------ Input material ------
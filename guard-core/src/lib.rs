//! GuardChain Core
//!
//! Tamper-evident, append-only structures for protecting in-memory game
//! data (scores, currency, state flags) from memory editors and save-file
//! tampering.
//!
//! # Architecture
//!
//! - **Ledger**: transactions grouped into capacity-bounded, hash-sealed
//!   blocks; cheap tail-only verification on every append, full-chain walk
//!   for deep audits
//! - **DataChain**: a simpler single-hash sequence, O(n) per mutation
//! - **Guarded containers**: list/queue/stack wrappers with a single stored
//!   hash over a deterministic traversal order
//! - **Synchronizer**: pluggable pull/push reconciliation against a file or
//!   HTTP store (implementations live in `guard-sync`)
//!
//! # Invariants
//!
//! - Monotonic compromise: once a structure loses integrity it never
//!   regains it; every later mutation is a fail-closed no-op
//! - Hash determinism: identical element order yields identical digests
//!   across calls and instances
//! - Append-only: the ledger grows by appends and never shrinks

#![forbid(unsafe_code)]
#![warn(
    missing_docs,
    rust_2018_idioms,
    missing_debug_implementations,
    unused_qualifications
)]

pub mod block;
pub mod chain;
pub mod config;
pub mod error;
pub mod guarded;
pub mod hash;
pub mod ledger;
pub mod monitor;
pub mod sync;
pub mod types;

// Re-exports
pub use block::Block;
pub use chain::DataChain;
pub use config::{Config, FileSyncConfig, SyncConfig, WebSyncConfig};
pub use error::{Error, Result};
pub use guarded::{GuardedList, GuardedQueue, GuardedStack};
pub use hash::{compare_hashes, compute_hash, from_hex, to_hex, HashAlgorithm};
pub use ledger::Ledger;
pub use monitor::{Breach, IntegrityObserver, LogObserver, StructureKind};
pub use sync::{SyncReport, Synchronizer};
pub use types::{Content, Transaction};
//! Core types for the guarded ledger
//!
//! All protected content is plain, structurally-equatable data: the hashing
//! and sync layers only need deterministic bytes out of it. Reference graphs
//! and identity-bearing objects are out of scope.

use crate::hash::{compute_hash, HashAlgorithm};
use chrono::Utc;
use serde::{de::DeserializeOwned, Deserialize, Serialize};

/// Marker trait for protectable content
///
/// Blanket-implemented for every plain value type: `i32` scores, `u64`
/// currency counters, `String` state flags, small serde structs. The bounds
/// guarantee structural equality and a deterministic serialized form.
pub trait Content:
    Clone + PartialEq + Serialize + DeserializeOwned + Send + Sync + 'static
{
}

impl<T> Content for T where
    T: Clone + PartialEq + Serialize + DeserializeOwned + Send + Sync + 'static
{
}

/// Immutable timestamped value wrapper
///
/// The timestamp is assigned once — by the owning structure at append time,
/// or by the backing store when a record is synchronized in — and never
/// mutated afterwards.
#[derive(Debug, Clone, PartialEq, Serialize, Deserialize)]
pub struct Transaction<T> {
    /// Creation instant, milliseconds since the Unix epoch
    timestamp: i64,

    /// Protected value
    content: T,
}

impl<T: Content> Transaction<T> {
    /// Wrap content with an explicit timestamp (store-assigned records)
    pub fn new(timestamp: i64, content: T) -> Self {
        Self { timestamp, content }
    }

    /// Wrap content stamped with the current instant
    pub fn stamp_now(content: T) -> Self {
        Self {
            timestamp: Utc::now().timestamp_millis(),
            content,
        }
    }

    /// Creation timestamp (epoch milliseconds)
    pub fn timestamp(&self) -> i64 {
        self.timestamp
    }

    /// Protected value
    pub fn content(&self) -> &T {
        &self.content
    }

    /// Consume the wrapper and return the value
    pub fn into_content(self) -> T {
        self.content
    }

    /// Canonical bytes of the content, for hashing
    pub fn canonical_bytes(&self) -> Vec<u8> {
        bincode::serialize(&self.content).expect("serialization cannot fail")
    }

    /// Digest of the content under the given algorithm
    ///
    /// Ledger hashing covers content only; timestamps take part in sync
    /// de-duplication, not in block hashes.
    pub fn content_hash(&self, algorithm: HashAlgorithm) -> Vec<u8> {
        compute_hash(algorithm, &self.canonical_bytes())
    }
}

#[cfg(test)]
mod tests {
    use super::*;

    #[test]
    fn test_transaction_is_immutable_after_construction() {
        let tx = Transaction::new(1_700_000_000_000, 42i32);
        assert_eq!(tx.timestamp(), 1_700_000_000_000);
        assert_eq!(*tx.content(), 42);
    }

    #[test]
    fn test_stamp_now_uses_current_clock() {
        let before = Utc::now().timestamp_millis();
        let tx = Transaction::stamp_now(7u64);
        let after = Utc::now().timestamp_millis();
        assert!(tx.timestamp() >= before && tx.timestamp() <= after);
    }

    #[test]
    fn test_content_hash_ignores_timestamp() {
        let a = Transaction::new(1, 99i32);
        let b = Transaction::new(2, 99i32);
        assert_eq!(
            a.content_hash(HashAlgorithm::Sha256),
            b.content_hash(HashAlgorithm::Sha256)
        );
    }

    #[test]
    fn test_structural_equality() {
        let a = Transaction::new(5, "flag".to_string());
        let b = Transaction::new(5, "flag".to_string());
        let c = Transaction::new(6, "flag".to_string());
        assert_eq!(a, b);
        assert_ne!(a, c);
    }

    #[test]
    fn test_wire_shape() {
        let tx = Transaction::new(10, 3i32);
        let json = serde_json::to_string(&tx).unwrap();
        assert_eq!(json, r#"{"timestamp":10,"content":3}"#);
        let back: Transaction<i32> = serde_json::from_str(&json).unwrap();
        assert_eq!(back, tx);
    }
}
------
Work task: The data above needs retyping. Reproduce each line exactly.

Result for this task:
filename guard-core/src/lib.rs
//! GuardChain Core
//!
//! Tamper-evident, append-only structures for protecting in-memory game
//! data (scores, currency, state flags) from memory editors and save-file
//! tampering.
//!
//! # Architecture
//!
//! - **Ledger**: transactions grouped into capacity-bounded, hash-sealed
//!   blocks; cheap tail-only verification on every append, full-chain walk
//!   for deep audits
//! - **DataChain**: a simpler single-hash sequence, O(n) per mutation
//! - **Guarded containers**: list/queue/stack wrappers with a single stored
//!   hash over a deterministic traversal order
//! - **Synchronizer**: pluggable pull/push reconciliation against a file or
//!   HTTP store (implementations live in `guard-sync`)
//!
//! # Invariants
//!
//! - Monotonic compromise: once a structure loses integrity it never
//!   regains it; every later mutation is a fail-closed no-op
//! - Hash determinism: identical element order yields identical digests
//!   across calls and instances
//! - Append-only: the ledger grows by appends and never shrinks

#![forbid(unsafe_code)]
#![warn(
    missing_docs,
    rust_2018_idioms,
    missing_debug_implementations,
    unused_qualifications
)]

pub mod block;
pub mod chain;
pub mod config;
pub mod error;
pub mod guarded;
pub mod hash;
pub mod ledger;
pub mod monitor;
pub mod sync;
pub mod types;

// Re-exports
pub use block::Block;
pub use chain::DataChain;
pub use config::{Config, FileSyncConfig, SyncConfig, WebSyncConfig};
pub use error::{Error, Result};
pub use guarded::{GuardedList, GuardedQueue, GuardedStack};
pub use hash::{compare_hashes, compute_hash, from_hex, to_hex, HashAlgorithm};
pub use ledger::Ledger;
pub use monitor::{Breach, IntegrityObserver, LogObserver, StructureKind};
pub use sync::{SyncReport, Synchronizer};
pub use types::{Content, Transaction};
//! Core types for the guarded ledger
//!
//! All protected content is plain, structurally-equatable data: the hashing
//! and sync layers only need deterministic bytes out of it. Reference graphs
//! and identity-bearing objects are out of scope.

use crate::hash::{compute_hash, HashAlgorithm};
use chrono::Utc;
use serde::{de::DeserializeOwned, Deserialize, Serialize};

/// Marker trait for protectable content
///
/// Blanket-implemented for every plain value type: `i32` scores, `u64`
/// currency counters, `String` state flags, small serde structs. The bounds
/// guarantee structural equality and a deterministic serialized form.
pub trait Content:
    Clone + PartialEq + Serialize + DeserializeOwned + Send + Sync + 'static
{
}

impl<T> Content for T where
    T: Clone + PartialEq + Serialize + DeserializeOwned + Send + Sync + 'static
{
}

/// Immutable timestamped value wrapper
///
/// The timestamp is assigned once — by the owning structure at append time,
/// or by the backing store when a record is synchronized in — and never
/// mutated afterwards.
#[derive(Debug, Clone, PartialEq, Serialize, Deserialize)]
pub struct Transaction<T> {
    /// Creation instant, milliseconds since the Unix epoch
    timestamp: i64,

    /// Protected value
    content: T,
}

impl<T: Content> Transaction<T> {
    /// Wrap content with an explicit timestamp (store-assigned records)
    pub fn new(timestamp: i64, content: T) -> Self {
        Self { timestamp, content }
    }

    /// Wrap content stamped with the current instant
    pub fn stamp_now(content: T) -> Self {
        Self {
            timestamp: Utc::now().timestamp_millis(),
            content,
        }
    }

    /// Creation timestamp (epoch milliseconds)
    pub fn timestamp(&self) -> i64 {
        self.timestamp
    }

    /// Protected value
    pub fn content(&self) -> &T {
        &self.content
    }

    /// Consume the wrapper and return the value
    pub fn into_content(self) -> T {
        self.content
    }

    /// Canonical bytes of the content, for hashing
    pub fn canonical_bytes(&self) -> Vec<u8> {
        bincode::serialize(&self.content).expect("serialization cannot fail")
    }

    /// Digest of the content under the given algorithm
    ///
    /// Ledger hashing covers content only; timestamps take part in sync
    /// de-duplication, not in block hashes.
    pub fn content_hash(&self, algorithm: HashAlgorithm) -> Vec<u8> {
        compute_hash(algorithm, &self.canonical_bytes())
    }
}

#[cfg(test)]
mod tests {
    use super::*;

    #[test]
    fn test_transaction_is_immutable_after_construction() {
        let tx = Transaction::new(1_700_000_000_000, 42i32);
        assert_eq!(tx.timestamp(), 1_700_000_000_000);
        assert_eq!(*tx.content(), 42);
    }

    #[test]
    fn test_stamp_now_uses_current_clock() {
        let before = Utc::now().timestamp_millis();
        let tx = Transaction::stamp_now(7u64);
        let after = Utc::now().timestamp_millis();
        assert!(tx.timestamp() >= before && tx.timestamp() <= after);
    }

    #[test]
    fn test_content_hash_ignores_timestamp() {
        let a = Transaction::new(1, 99i32);
        let b = Transaction::new(2, 99i32);
        assert_eq!(
            a.content_hash(HashAlgorithm::Sha256),
            b.content_hash(HashAlgorithm::Sha256)
        );
    }

    #[test]
    fn test_structural_equality() {
        let a = Transaction::new(5, "flag".to_string());
        let b = Transaction::new(5, "flag".to_string());
        let c = Transaction::new(6, "flag".to_string());
        assert_eq!(a, b);
        assert_ne!(a, c);
    }

    #[test]
    fn test_wire_shape() {
        let tx = Transaction::new(10, 3i32);
        let json = serde_json::to_string(&tx).unwrap();
        assert_eq!(json, r#"{"timestamp":10,"content":3}"#);
        let back: Transaction<i32> = serde_json::from_str(&json).unwrap();
        assert_eq!(back, tx);
    }
}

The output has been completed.